Study material Block Start

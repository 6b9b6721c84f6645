//! Process-wide shared VM state
//!
//! All managed state the kernel touches lives in one [`SharedState`]
//! value, injected where it is needed rather than reached through
//! globals. Exactly one exists per process; the execution lock
//! (see [`crate::lock`]) owns it and serializes all access.

use crate::cache::DispatchCaches;
use crate::module::{ModuleGraph, ModuleId};
use crate::objects::{ObjectId, ObjectStore};
use crate::symbol::{Interner, Symbol};
use std::sync::Arc;

/// The shared, mutable heart of the VM.
#[derive(Debug)]
pub struct SharedState {
    /// Name interner
    pub interner: Interner,
    /// The live class/module graph
    pub graph: ModuleGraph,
    /// Object headers (class links, singleton classes)
    pub objects: ObjectStore,
    /// Dispatch caches; `Arc` so compile threads can hold a handle
    /// and read them while the execution lock is released
    pub caches: Arc<DispatchCaches>,
    global_serial: u64,
    fork_generation: u64,
}

impl SharedState {
    /// Create the state for a fresh VM: root object class only, empty
    /// caches, serials at zero.
    pub fn new() -> Self {
        let mut interner = Interner::new();
        let graph = ModuleGraph::new(&mut interner);
        Self {
            interner,
            graph,
            objects: ObjectStore::new(),
            caches: Arc::new(DispatchCaches::new()),
            global_serial: 0,
            fork_generation: 0,
        }
    }

    /// Intern a name.
    pub fn intern(&mut self, s: &str) -> Symbol {
        self.interner.intern(s)
    }

    /// Draw the next value from the monotonically increasing global
    /// serial. Stamped onto method redefinitions and exposed to
    /// managed code for staleness checks.
    pub fn next_serial(&mut self) -> u64 {
        self.global_serial += 1;
        self.global_serial
    }

    /// The generation this process is in: 0 in the original process,
    /// bumped once per fork in each child.
    pub fn fork_generation(&self) -> u64 {
        self.fork_generation
    }

    /// Reinitialize process-local state in a fork child. The class
    /// graph and caches carry over (the address space was duplicated);
    /// only the process identity changes.
    pub fn reinit(&mut self) {
        self.fork_generation += 1;
    }

    /// The receiver's singleton class, created lazily.
    pub fn metaclass_of(&mut self, object: ObjectId) -> ModuleId {
        self.objects.metaclass(&mut self.graph, object)
    }

    /// The receiver's concrete (non-singleton) class.
    pub fn object_class(&self, object: ObjectId) -> ModuleId {
        self.objects.class_of(object)
    }
}

impl Default for SharedState {
    fn default() -> Self {
        Self::new()
    }
}
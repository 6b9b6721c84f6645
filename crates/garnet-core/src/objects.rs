//! Minimal object store standing in for the object-model collaborator
//!
//! The kernel needs just enough of an object model to answer "what is
//! this receiver's class" and to create singleton classes lazily. The
//! real heap (fields, layout, GC) belongs to the collaborating object
//! model and is out of scope here.

use crate::module::{ModuleGraph, ModuleId};

/// Index of a heap object in the store (non-owning).
#[derive(Debug, Clone, Copy, PartialEq, Eq, Hash)]
pub struct ObjectId(u32);

#[derive(Debug)]
struct ObjectData {
    /// The object's concrete class
    class: ModuleId,
    /// Singleton class, created on first metaclass access
    singleton: Option<ModuleId>,
}

/// Store of object headers: class link plus lazy singleton class.
#[derive(Debug, Default)]
pub struct ObjectStore {
    objects: Vec<ObjectData>,
}

impl ObjectStore {
    /// Create an empty store.
    pub fn new() -> Self {
        Self::default()
    }

    /// Allocate an instance of `class`.
    pub fn alloc(&mut self, class: ModuleId) -> ObjectId {
        let id = ObjectId(self.objects.len() as u32);
        self.objects.push(ObjectData {
            class,
            singleton: None,
        });
        id
    }

    /// The object's concrete (non-singleton) class.
    pub fn class_of(&self, id: ObjectId) -> ModuleId {
        self.objects[id.0 as usize].class
    }

    /// Where method lookup starts for this receiver: the singleton
    /// class if one exists, otherwise the concrete class.
    pub fn lookup_origin(&self, id: ObjectId) -> ModuleId {
        let data = &self.objects[id.0 as usize];
        data.singleton.unwrap_or(data.class)
    }

    /// The object's singleton class, created lazily on first access.
    pub fn metaclass(&mut self, graph: &mut ModuleGraph, id: ObjectId) -> ModuleId {
        let data = &self.objects[id.0 as usize];
        if let Some(singleton) = data.singleton {
            return singleton;
        }
        let singleton = graph.new_singleton(id, data.class);
        self.objects[id.0 as usize].singleton = Some(singleton);
        singleton
    }
}
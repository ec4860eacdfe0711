//! Page-Sentry: a resumable watch-list scanner for paginated address listings
//!
//! This crate walks a remote site whose pages are addressed by a single increasing
//! integer, extracts the addresses listed on each page, and reports any address that
//! is on a locally held watch-list. Progress is checkpointed so an interrupted scan
//! resumes where it stopped without re-reporting earlier matches.

pub mod config;
pub mod notify;
pub mod output;
pub mod scanner;
pub mod state;
pub mod storage;

use thiserror::Error;

/// Main error type for Page-Sentry operations
///
/// Only failures that make continuing unsafe end up here. Per-page fetch and
/// extraction problems are absorbed by the scanner and never surface as errors.
#[derive(Debug, Error)]
pub enum ScanError {
    #[error("Configuration error: {0}")]
    Config(#[from] ConfigError),

    #[error("Storage error: {0}")]
    Storage(#[from] storage::StorageError),

    #[error("HTTP client error: {0}")]
    HttpClient(#[from] reqwest::Error),
}

/// Configuration-specific errors
#[derive(Debug, Error)]
pub enum ConfigError {
    #[error("Failed to read config file: {0}")]
    Io(#[from] std::io::Error),

    #[error("Failed to parse TOML: {0}")]
    Parse(#[from] toml::de::Error),

    #[error("Validation error: {0}")]
    Validation(String),

    #[error("Invalid URL in config: {0}")]
    InvalidUrl(String),
}

/// Result type alias for Page-Sentry operations
pub type Result<T> = std::result::Result<T, ScanError>;

// Re-export commonly used types
pub use config::Config;
pub use scanner::{ScanReport, Scanner};
pub use state::{PageResult, ScanPhase, ScanState, WatchList};
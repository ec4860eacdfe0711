//! File-backed checkpoint
//!
//! The checkpoint is a single decimal integer: the next page index not yet
//! confirmed scanned. Writes go to a sibling temp file which is synced and
//! renamed over the target, so a crash leaves either the old or the new value.

use crate::storage::traits::{CheckpointStore, StorageError, StorageResult};
use std::fs;
use std::io::Write;
use std::path::{Path, PathBuf};

/// Checkpoint stored as decimal text in a single file
#[derive(Debug, Clone)]
pub struct FileCheckpointStore {
    path: PathBuf,
}

impl FileCheckpointStore {
    pub fn new(path: impl Into<PathBuf>) -> Self {
        Self { path: path.into() }
    }

    pub fn path(&self) -> &Path {
        &self.path
    }

    fn temp_path(&self) -> PathBuf {
        let mut name = self
            .path
            .file_name()
            .map(|n| n.to_os_string())
            .unwrap_or_else(|| "checkpoint".into());
        name.push(".tmp");
        self.path.with_file_name(name)
    }
}

impl CheckpointStore for FileCheckpointStore {
    fn load(&self) -> StorageResult<Option<u64>> {
        let content = match fs::read_to_string(&self.path) {
            Ok(content) => content,
            Err(e) if e.kind() == std::io::ErrorKind::NotFound => return Ok(None),
            Err(e) => return Err(StorageError::file(&self.path, e)),
        };

        let trimmed = content.trim();
        if trimmed.is_empty() {
            return Ok(None);
        }

        trimmed
            .parse::<u64>()
            .map(Some)
            .map_err(|_| StorageError::CorruptCheckpoint {
                path: self.path.clone(),
                content: trimmed.to_string(),
            })
    }

    fn save(&mut self, next_page: u64) -> StorageResult<()> {
        let temp = self.temp_path();

        {
            let mut file = fs::File::create(&temp).map_err(|e| StorageError::file(&temp, e))?;
            file.write_all(next_page.to_string().as_bytes())
                .and_then(|_| file.sync_all())
                .map_err(|e| StorageError::file(&temp, e))?;
        }

        fs::rename(&temp, &self.path).map_err(|e| StorageError::file(&self.path, e))?;

        tracing::debug!("Checkpoint saved: next page {}", next_page);
        Ok(())
    }
}
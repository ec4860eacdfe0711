use serde::Deserialize;
use std::time::Duration;

/// Main configuration structure for Page-Sentry
#[derive(Debug, Clone, Deserialize)]
pub struct Config {
    pub scanner: ScannerConfig,
    #[serde(default)]
    pub fetcher: FetcherConfig,
    #[serde(default)]
    pub extractor: ExtractorConfig,
    pub files: FilesConfig,
    #[serde(default)]
    pub telegram: Option<TelegramConfig>,
}

/// Scan loop configuration
#[derive(Debug, Clone, Deserialize)]
pub struct ScannerConfig {
    /// Prefix every page index is appended to
    #[serde(rename = "base-url")]
    pub base_url: String,

    /// Number of pages fetched in parallel per batch
    pub threads: u32,

    /// Global request ceiling shared by all workers
    #[serde(rename = "max-requests-per-second")]
    pub max_requests_per_second: f64,

    /// Consecutive batches without new addresses before the scan halts
    #[serde(rename = "idle-batch-limit", default = "default_idle_batch_limit")]
    pub idle_batch_limit: u32,
}

/// HTTP fetch and retry configuration
#[derive(Debug, Clone, Deserialize)]
pub struct FetcherConfig {
    /// Total attempts per page, including the first one
    #[serde(rename = "max-attempts", default = "default_max_attempts")]
    pub max_attempts: u32,

    /// Delay before the first retry (milliseconds); doubles on each further retry
    #[serde(rename = "backoff-base-ms", default = "default_backoff_base_ms")]
    pub backoff_base_ms: u64,

    /// Timeout for a single attempt (seconds)
    #[serde(rename = "timeout-secs", default = "default_timeout_secs")]
    pub timeout_secs: u64,

    #[serde(rename = "user-agent", default = "default_user_agent")]
    pub user_agent: String,
}

impl FetcherConfig {
    pub fn timeout(&self) -> Duration {
        Duration::from_secs(self.timeout_secs)
    }

    pub fn backoff_base(&self) -> Duration {
        Duration::from_millis(self.backoff_base_ms)
    }
}

impl Default for FetcherConfig {
    fn default() -> Self {
        Self {
            max_attempts: default_max_attempts(),
            backoff_base_ms: default_backoff_base_ms(),
            timeout_secs: default_timeout_secs(),
            user_agent: default_user_agent(),
        }
    }
}

/// Address extraction configuration
#[derive(Debug, Clone, Deserialize)]
pub struct ExtractorConfig {
    /// Substring an anchor's href must contain for its text to count as an address
    #[serde(rename = "link-pattern", default = "default_link_pattern")]
    pub link_pattern: String,
}

impl Default for ExtractorConfig {
    fn default() -> Self {
        Self {
            link_pattern: default_link_pattern(),
        }
    }
}

/// Locations of the files the scanner reads and writes
#[derive(Debug, Clone, Deserialize)]
pub struct FilesConfig {
    #[serde(rename = "watchlist-path")]
    pub watchlist_path: String,

    #[serde(rename = "matches-path")]
    pub matches_path: String,

    #[serde(rename = "checkpoint-path")]
    pub checkpoint_path: String,

    /// Optional log of every observed address, used to widen deduplication across restarts
    #[serde(rename = "seen-path", default)]
    pub seen_path: Option<String>,
}

/// Telegram bot credentials for match alerts
#[derive(Debug, Clone, Default, Deserialize)]
pub struct TelegramConfig {
    #[serde(default)]
    pub token: Option<String>,

    #[serde(rename = "chat-id", default)]
    pub chat_id: Option<String>,

    #[serde(rename = "api-base", default = "default_telegram_api_base")]
    pub api_base: String,
}

fn default_idle_batch_limit() -> u32 {
    5
}

fn default_max_attempts() -> u32 {
    5
}

fn default_backoff_base_ms() -> u64 {
    1000
}

fn default_timeout_secs() -> u64 {
    10
}

fn default_user_agent() -> String {
    format!("page-sentry/{}", env!("CARGO_PKG_VERSION"))
}

fn default_link_pattern() -> String {
    "blockchain.info/address".to_string()
}

pub(crate) fn default_telegram_api_base() -> String {
    "https://api.telegram.org".to_string()
}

Study material Block End

* [Work to complete] Where a line of the data includes the string "threads", list that line.

* [Solution to this task]
    /// Dispatch caches; `Arc` so compile threads can hold a handle
    pub threads: u32,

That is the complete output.